_WHAT TO WORK ON_
Once the line containing "pub fn start(config: ApiServerConfig, state: ApiSharedState)" is found in the entries below, restate it and each following line word for word, stopping after the line containing "let state = Arc::new(Mutex::new(state));".

*****

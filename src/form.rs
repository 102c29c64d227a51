//! Headless model of the vibration form: two text fields, a repeat toggle and
//! the error line shown under them.

use serde::Serialize;

use crate::dispatch::{self, DispatchError, VibrationRequest};
use crate::input::{normalize_duration, normalize_pattern};
use crate::platform::Vibrator;

pub const DEFAULT_DURATION_TEXT: &str = "500";

#[derive(Debug, Clone, Eq, PartialEq)]
pub struct FormState {
    duration_text: String,
    pattern_text: String,
    repeat: bool,
    error_message: String,
    parsed_duration: u64,
    parsed_pattern: Vec<u64>,
}

impl Default for FormState {
    fn default() -> Self {
        Self::new(DEFAULT_DURATION_TEXT, "", false)
    }
}

#[derive(Debug, Clone, Serialize)]
pub struct FormSnapshot {
    pub duration_text: String,
    pub pattern_text: String,
    pub repeat: bool,
    pub parsed_duration_ms: u64,
    pub parsed_pattern_ms: Vec<u64>,
    pub error_message: String,
}

impl FormState {
    pub fn new(duration_text: &str, pattern_text: &str, repeat: bool) -> Self {
        Self {
            duration_text: duration_text.to_string(),
            pattern_text: pattern_text.to_string(),
            repeat,
            error_message: String::new(),
            parsed_duration: normalize_duration(duration_text),
            parsed_pattern: normalize_pattern(pattern_text),
        }
    }

    pub fn set_duration_text(&mut self, text: &str) {
        self.duration_text = text.to_string();
        self.parsed_duration = normalize_duration(text);
    }

    pub fn set_pattern_text(&mut self, text: &str) {
        self.pattern_text = text.to_string();
        self.parsed_pattern = normalize_pattern(text);
    }

    pub fn set_repeat(&mut self, repeat: bool) {
        self.repeat = repeat;
    }

    pub fn duration_text(&self) -> &str {
        &self.duration_text
    }

    pub fn pattern_text(&self) -> &str {
        &self.pattern_text
    }

    pub fn repeat(&self) -> bool {
        self.repeat
    }

    pub fn parsed_duration(&self) -> u64 {
        self.parsed_duration
    }

    pub fn parsed_pattern(&self) -> &[u64] {
        &self.parsed_pattern
    }

    /// Empty when there is nothing to report.
    pub fn error_message(&self) -> &str {
        &self.error_message
    }

    /// Vibrate button. Any previous error is cleared before dispatching.
    pub fn press_vibrate(
        &mut self,
        vibrator: &mut dyn Vibrator,
    ) -> Result<VibrationRequest, DispatchError> {
        self.error_message.clear();
        let outcome = dispatch::dispatch(
            vibrator,
            &self.parsed_pattern,
            self.parsed_duration,
            self.repeat,
        );
        if let Err(err) = &outcome {
            self.error_message = err.user_message().to_string();
        }
        outcome
    }

    /// Cancel button. The error line is left as it is.
    pub fn press_cancel(&self, vibrator: &mut dyn Vibrator) {
        dispatch::cancel(vibrator);
    }

    pub fn preview(&self) -> Result<VibrationRequest, DispatchError> {
        dispatch::plan(&self.parsed_pattern, self.parsed_duration, self.repeat)
    }

    pub fn snapshot(&self) -> FormSnapshot {
        FormSnapshot {
            duration_text: self.duration_text.clone(),
            pattern_text: self.pattern_text.clone(),
            repeat: self.repeat,
            parsed_duration_ms: self.parsed_duration,
            parsed_pattern_ms: self.parsed_pattern.clone(),
            error_message: self.error_message.clone(),
        }
    }
}
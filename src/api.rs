use std::io::Read;
use std::net::{IpAddr, Ipv4Addr, Ipv6Addr, SocketAddr, UdpSocket};
use std::str::FromStr;
use std::sync::atomic::{AtomicBool, Ordering};
use std::sync::{Arc, Mutex};
use std::thread::{self, JoinHandle};
use std::time::Duration;

use anyhow::{Context, Result};
use chrono::Local;
use log::{info, warn};
use mdns_sd::{ServiceDaemon, ServiceInfo};
use serde::{Deserialize, Serialize};
use tiny_http::{Header, Method, Response, Server, StatusCode};

use crate::dispatch::{DispatchError, VibrationRequest};
use crate::form::{FormSnapshot, FormState};
use crate::platform::Vibrator;

pub const MDNS_SERVICE_TYPE: &str = "_vibectl._tcp.local.";
const MAX_BODY_BYTES: usize = 16 * 1024;
const RECV_BACKOFF_STEP_MS: u64 = 50;
const RECV_BACKOFF_MAX_MS: u64 = 2_000;

/// Partial edit of the form fields. Absent fields keep their value.
#[derive(Debug, Clone, Default, Deserialize)]
#[serde(deny_unknown_fields)]
pub struct FormUpdate {
    pub duration_text: Option<String>,
    pub pattern_text: Option<String>,
    pub repeat: Option<bool>,
}

#[derive(Debug, Clone, Serialize)]
pub struct StateResponse {
    pub form: FormSnapshot,
    pub backend: &'static str,
    pub active: bool,
    pub last_request: Option<VibrationRequest>,
    pub total_requests: u64,
    pub server_started_unix_ms: i64,
    pub updated_unix_ms: i64,
    pub response_iso_local: String,
}

pub struct ApiSharedState {
    form: FormState,
    vibrator: Box<dyn Vibrator>,
    last_request: Option<VibrationRequest>,
    total_requests: u64,
    server_started_unix_ms: i64,
    updated_unix_ms: i64,
}

impl ApiSharedState {
    pub fn new(form: FormState, vibrator: Box<dyn Vibrator>) -> Self {
        let now_ms = Local::now().timestamp_millis();
        Self {
            form,
            vibrator,
            last_request: None,
            total_requests: 0,
            server_started_unix_ms: now_ms,
            updated_unix_ms: now_ms,
        }
    }

    pub fn apply_update(&mut self, update: &FormUpdate) {
        if let Some(text) = update.duration_text.as_deref() {
            self.form.set_duration_text(text);
        }
        if let Some(text) = update.pattern_text.as_deref() {
            self.form.set_pattern_text(text);
        }
        if let Some(repeat) = update.repeat {
            self.form.set_repeat(repeat);
        }
        self.touch();
    }

    pub fn vibrate(&mut self) -> Result<VibrationRequest, DispatchError> {
        let outcome = self.form.press_vibrate(self.vibrator.as_mut());
        if let Ok(request) = &outcome {
            self.last_request = Some(request.clone());
        }
        self.touch();
        outcome
    }

    pub fn cancel(&mut self) {
        self.form.press_cancel(self.vibrator.as_mut());
        self.touch();
    }

    pub fn snapshot(&self) -> StateResponse {
        StateResponse {
            form: self.form.snapshot(),
            backend: self.vibrator.label(),
            active: self.vibrator.is_active(),
            last_request: self.last_request.clone(),
            total_requests: self.total_requests,
            server_started_unix_ms: self.server_started_unix_ms,
            updated_unix_ms: self.updated_unix_ms,
            response_iso_local: Local::now().to_rfc3339(),
        }
    }

    fn touch(&mut self) {
        self.updated_unix_ms = Local::now().timestamp_millis();
    }
}

#[derive(Debug, Clone)]
pub struct ApiServerConfig {
    pub bind_addr: String,
    pub port: u16,
    pub mdns_enabled: bool,
    pub mdns_instance: String,
}

pub struct ApiServer {
    pub local_addr: Option<SocketAddr>,
    stop: Arc<AtomicBool>,
    http_join: Option<JoinHandle<()>>,
    mdns: Option<ServiceDaemon>,
}

impl ApiServer {
    pub fn start(config: ApiServerConfig, state: ApiSharedState) -> Result<Self> {
        let bind = format!("{}:{}", config.bind_addr, config.port);
        let server = Server::http(&bind)
            .map_err(|err| anyhow::anyhow!("failed to start API server on {bind}: {err}"))?;
        let local_addr = server.server_addr().to_ip();
        let state = Arc::new(Mutex::new(state));
        let stop = Arc::new(AtomicBool::new(false));
        let stop_for_thread = Arc::clone(&stop);
        let http_join = thread::Builder::new()
            .name("vibectl-api".to_string())
            .spawn(move || run_server_loop(server, state, stop_for_thread))
            .context("failed to spawn API thread")?;

        let advertised_port = local_addr.map(|addr| addr.port()).unwrap_or(config.port);
        let mdns = if config.mdns_enabled {
            match start_mdns_advertisement(advertised_port, &config.mdns_instance) {
                Ok(daemon) => Some(daemon),
                Err(err) => {
                    warn!("mDNS advertisement disabled: {err:#}");
                    None
                }
            }
        } else {
            None
        };

        info!("API listening on {bind}");
        Ok(Self {
            local_addr,
            stop,
            http_join: Some(http_join),
            mdns,
        })
    }

    /// Blocks until the server thread exits.
    pub fn wait(mut self) {
        if let Some(join) = self.http_join.take() {
            let _ = join.join();
        }
    }
}

impl Drop for ApiServer {
    fn drop(&mut self) {
        self.stop.store(true, Ordering::Relaxed);
        if let Some(join) = self.http_join.take() {
            let _ = join.join();
        }
        if let Some(mdns) = self.mdns.take() {
            let _ = mdns.shutdown();
        }
    }
}

fn run_server_loop(server: Server, state: Arc<Mutex<ApiSharedState>>, stop: Arc<AtomicBool>) {
    let mut failures: u32 = 0;
    while !stop.load(Ordering::Relaxed) {
        match server.recv_timeout(Duration::from_millis(200)) {
            Ok(Some(request)) => {
                failures = 0;
                handle_request(request, &state);
            }
            Ok(None) => failures = 0,
            Err(err) => {
                failures = failures.saturating_add(1);
                let pause = recv_error_backoff(failures);
                warn!("API receive failed ({failures} in a row), retrying in {pause:?}: {err}");
                thread::sleep(pause);
            }
        }
    }
}

/// Linear back-off after consecutive receive errors, capped so a stop request
/// is still noticed promptly.
fn recv_error_backoff(consecutive_failures: u32) -> Duration {
    let steps = u64::from(consecutive_failures.max(1));
    Duration::from_millis(
        steps
            .saturating_mul(RECV_BACKOFF_STEP_MS)
            .min(RECV_BACKOFF_MAX_MS),
    )
}

fn start_mdns_advertisement(api_port: u16, instance_prefix: &str) -> Result<ServiceDaemon> {
    let daemon = ServiceDaemon::new()
        .map_err(|err| anyhow::anyhow!("could not create mDNS daemon: {err}"))?;

    let hostname = detect_hostname();
    let instance = if instance_prefix.trim().is_empty() {
        hostname.clone()
    } else {
        format!("{}-{}", instance_prefix.trim(), hostname)
    };
    let host_name = format!("{hostname}.local.");
    let mut addresses = detect_mdns_addresses();
    if addresses.is_empty() {
        addresses.push(Ipv4Addr::LOCALHOST.into());
    }

    let service = ServiceInfo::new(
        MDNS_SERVICE_TYPE,
        &instance,
        &host_name,
        addresses.as_slice(),
        api_port,
        None,
    )
    .map_err(|err| anyhow::anyhow!("could not create mDNS service info: {err}"))?;
    daemon
        .register(service)
        .map_err(|err| anyhow::anyhow!("could not register mDNS service: {err}"))?;
    Ok(daemon)
}

fn detect_hostname() -> String {
    let candidate = std::env::var("HOSTNAME")
        .ok()
        .or_else(|| std::env::var("COMPUTERNAME").ok())
        .unwrap_or_else(|| "vibectl".to_string());
    sanitize_hostname(&candidate)
}

fn sanitize_hostname(candidate: &str) -> String {
    let trimmed = candidate.trim();
    if trimmed.is_empty() {
        return "vibectl".to_string();
    }
    trimmed
        .chars()
        .map(|ch| {
            if ch.is_ascii_alphanumeric() || ch == '-' {
                ch.to_ascii_lowercase()
            } else {
                '-'
            }
        })
        .collect::<String>()
}

fn detect_mdns_addresses() -> Vec<IpAddr> {
    let mut addresses = Vec::<IpAddr>::new();
    if let Ok(socket) = UdpSocket::bind((Ipv4Addr::UNSPECIFIED, 0))
        && socket.connect((Ipv4Addr::new(8, 8, 8, 8), 80)).is_ok()
        && let Ok(local) = socket.local_addr()
    {
        let ip = local.ip();
        if ip.is_ipv4() && !ip.is_loopback() {
            addresses.push(ip);
        }
    }
    addresses
}

fn handle_request(mut request: tiny_http::Request, state: &Arc<Mutex<ApiSharedState>>) {
    let Some(remote_addr) = request.remote_addr() else {
        let _ = send_text(request, StatusCode(400), "missing remote address");
        return;
    };
    if !is_local_network_ip(remote_addr.ip()) {
        let _ = send_text(request, StatusCode(403), "forbidden: local network only");
        return;
    }

    let url = request.url().to_string();
    let (path, _query) = split_path_query(&url);
    let method = request.method().clone();

    let update = if method == Method::Post {
        match read_form_update(&mut request) {
            Ok(update) => update,
            Err(err) => {
                let _ = send_text(request, StatusCode(400), &format!("bad request: {err:#}"));
                return;
            }
        }
    } else {
        None
    };

    let mut guard = match state.lock() {
        Ok(guard) => guard,
        Err(_) => {
            let _ = send_text(request, StatusCode(500), "internal state lock error");
            return;
        }
    };
    guard.total_requests = guard.total_requests.saturating_add(1);

    match (&method, path) {
        (Method::Get, "/healthz") => {
            let _ = send_text(request, StatusCode(200), "ok");
        }
        (Method::Get, "/v1") => {
            #[derive(Serialize)]
            struct ApiIndexResponse {
                api_base: String,
                state_url: String,
                form_url: String,
                vibrate_url: String,
                cancel_url: String,
                health_url: String,
            }

            let base_url = request_base_url(&request);
            let payload = ApiIndexResponse {
                state_url: format!("{base_url}/v1/state"),
                form_url: format!("{base_url}/v1/form"),
                vibrate_url: format!("{base_url}/v1/vibrate"),
                cancel_url: format!("{base_url}/v1/cancel"),
                health_url: format!("{base_url}/healthz"),
                api_base: base_url,
            };
            let _ = send_json(request, StatusCode(200), &payload);
        }
        (Method::Get, "/" | "/v1/state") => {
            let _ = send_json(request, StatusCode(200), &guard.snapshot());
        }
        (Method::Post, "/v1/form") => {
            guard.apply_update(&update.unwrap_or_default());
            let _ = send_json(request, StatusCode(200), &guard.snapshot());
        }
        (Method::Post, "/v1/vibrate") => {
            if let Some(update) = update {
                guard.apply_update(&update);
            }
            let status = match guard.vibrate() {
                Ok(_) => StatusCode(200),
                Err(err) => status_for_dispatch_error(&err),
            };
            let _ = send_json(request, status, &guard.snapshot());
        }
        (Method::Post, "/v1/cancel") => {
            guard.cancel();
            let _ = send_json(request, StatusCode(200), &guard.snapshot());
        }
        (_, "/healthz" | "/v1" | "/" | "/v1/state" | "/v1/form" | "/v1/vibrate" | "/v1/cancel") => {
            let _ = send_text(request, StatusCode(405), "method not allowed");
        }
        _ => {
            let _ = send_text(request, StatusCode(404), "not found");
        }
    }
}

fn status_for_dispatch_error(err: &DispatchError) -> StatusCode {
    match err {
        DispatchError::Validation => StatusCode(422),
        DispatchError::Platform(_) => StatusCode(502),
    }
}

fn read_form_update(request: &mut tiny_http::Request) -> Result<Option<FormUpdate>> {
    if request.body_length().is_some_and(|len| len > MAX_BODY_BYTES) {
        anyhow::bail!("body larger than {MAX_BODY_BYTES} bytes");
    }
    let mut body = String::new();
    request
        .as_reader()
        .take(MAX_BODY_BYTES as u64 + 1)
        .read_to_string(&mut body)
        .context("unable to read request body")?;
    if body.len() > MAX_BODY_BYTES {
        anyhow::bail!("body larger than {MAX_BODY_BYTES} bytes");
    }
    parse_form_update(&body)
}

fn parse_form_update(body: &str) -> Result<Option<FormUpdate>> {
    if body.trim().is_empty() {
        return Ok(None);
    }
    let update = serde_json::from_str::<FormUpdate>(body).map_err(|err| {
        let line = err.line();
        let column = err.column();
        anyhow::anyhow!("invalid JSON at line {line}, column {column}: {err}")
    })?;
    Ok(Some(update))
}

fn send_json<T: Serialize>(
    request: tiny_http::Request,
    status: StatusCode,
    body: &T,
) -> Result<()> {
    let payload = serde_json::to_vec(body)?;
    let content_type = Header::from_str("Content-Type: application/json; charset=utf-8")
        .map_err(|_| anyhow::anyhow!("failed to build content-type header"))?;
    request.respond(
        Response::from_data(payload)
            .with_status_code(status)
            .with_header(content_type),
    )?;
    Ok(())
}

fn send_text(request: tiny_http::Request, status: StatusCode, body: &str) -> Result<()> {
    let content_type = Header::from_str("Content-Type: text/plain; charset=utf-8")
        .map_err(|_| anyhow::anyhow!("failed to build content-type header"))?;
    request.respond(
        Response::from_string(body.to_string())
            .with_status_code(status)
            .with_header(content_type),
    )?;
    Ok(())
}

fn split_path_query(url: &str) -> (&str, &str) {
    match url.split_once('?') {
        Some((path, query)) => (path, query),
        None => (url, ""),
    }
}

fn request_base_url(request: &tiny_http::Request) -> String {
    for header in request.headers() {
        if header.field.equiv("Host") {
            let host = header.value.as_str().trim();
            if !host.is_empty() {
                return format!("http://{host}");
            }
        }
    }
    "http://127.0.0.1:8098".to_string()
}

fn is_local_network_ip(ip: IpAddr) -> bool {
    match ip {
        IpAddr::V4(v4) => v4.is_loopback() || v4.is_private() || v4.is_link_local(),
        IpAddr::V6(v6) => {
            v6.is_loopback()
                || v6.is_unique_local()
                || v6.is_unicast_link_local()
                || is_ipv4_mapped_local(v6)
        }
    }
}

fn is_ipv4_mapped_local(v6: Ipv6Addr) -> bool {
    match v6.to_ipv4_mapped() {
        Some(v4) => v4.is_loopback() || v4.is_private() || v4.is_link_local(),
        None => false,
    }
}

*****

_WRITTEN RESPONSE_
    pub fn start(config: ApiServerConfig, state: ApiSharedState) -> Result<Self> {
        let bind = format!("{}:{}", config.bind_addr, config.port);
        let server = Server::http(&bind)
            .map_err(|err| anyhow::anyhow!("failed to start API server on {bind}: {err}"))?;
        let local_addr = server.server_addr().to_ip();
        let state = Arc::new(Mutex::new(state));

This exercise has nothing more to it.